C’est à un passionnant défrichement des littératures tchèques que se livrent les éditions Fissile. Jakub Deml renvoie au placard tout ce que nous lisons aujourd’hui en matière de romans ou d’« autofictions » : voilà un écrivain mort dans le plus grand dénuement en 1961 mais qui n’a jamais rien cédé à l’occupant allemand (il a proposé de prendre la place d’otages sur le point d’être fusillés), au régime politique, à l’orthodoxie catholique (il fut ordonné prêtre puis rapidement mis en congé), au prestige de la reconnaissance artistique (il a publié à compte d’auteur et ses manuscrits ont pour l’essentiel circulé sous le manteau).
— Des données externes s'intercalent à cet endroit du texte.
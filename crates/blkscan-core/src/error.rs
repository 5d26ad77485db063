//! Error types for block-file decoding.
//!
//! Three layers mirror the decoding pipeline: [`DecodeError`] for byte-level
//! failures, [`BlockError`] for block-level integrity failures, and
//! [`StreamError`] tagging a failure with the index of the offending block.
//! A partial tail at the end of a file is *not* an error; the block decoder
//! signals it as a clean end-of-stream (`Ok(None)`).

use thiserror::Error;

use crate::hashing::Hash256;
use crate::target::Target;

/// Byte-level decoding failure.
#[derive(Error, Debug)]
pub enum DecodeError {
    /// Fewer bytes remain than the requested field needs.
    #[error("truncated input at byte {offset}: wanted {wanted} byte(s), {remaining} remain")]
    Truncated { offset: u64, wanted: u64, remaining: u64 },

    /// Varint tag byte outside the four legal cases. Unreachable for a u8
    /// tag; retained so the decoder stays total if the encoding grows.
    #[error("corrupt varint tag {tag:#04x} at byte {offset}")]
    CorruptVarint { tag: u8, offset: u64 },

    /// The underlying byte source failed.
    #[error("i/o: {0}")]
    Io(#[from] std::io::Error),
}

/// Block-level integrity failure.
#[derive(Error, Debug)]
pub enum BlockError {
    /// The record did not begin with the expected network magic.
    #[error("bad magic {found:#010x} at byte {offset}")]
    BadMagic { offset: u64, found: u32 },

    /// The header hash exceeds the target derived from `bits`.
    #[error("proof of work failed: hash {hash} exceeds target {target}")]
    BadProofOfWork { hash: Hash256, target: Target },

    /// The Merkle root recomputed from the transactions differs from the
    /// root declared in the header.
    #[error("merkle root mismatch: computed {computed}, declared {declared}")]
    BadMerkleRoot { computed: Hash256, declared: Hash256 },

    #[error(transparent)]
    Decode(#[from] DecodeError),
}

/// A [`BlockError`] annotated with the zero-based index of the block the
/// stream driver was decoding when it failed.
#[derive(Error, Debug)]
#[error("block {index}: {source}")]
pub struct StreamError {
    pub index: u64,
    #[source]
    pub source: BlockError,
}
Cette fougue sidérante perce dans ce très beau livre, où Deml apparaît clairement pour ce qu’il est, un Léon Bloy tout aussi agité que le belluaire français, mais qui va plus loin dans le ravage de la narration : le livre commence par la réception par Deml d’une lettre élogieuse, et continue sur le mode d’une réponse au destinateur, réponse démesurée, passant par l’explication des rapports difficiles de Deml avec la foi, les littérateurs tchèques, l’amour de sa vie (une femme mariée, atteinte de folie), des extraits de journaux, etc. Prélevons dans ce magma génial : « (Jésus) Si tu veux me dégoûter de Ton propre Évangile et de ma propre mort, accorde-moi la satanée grâce d’aimer une folle » (p. 105). Livre stupéfiant, profondément désarticulé, mais terriblement vivant, et aujourd’hui, c’est mérité, l’un des monuments de la littérature tchèque.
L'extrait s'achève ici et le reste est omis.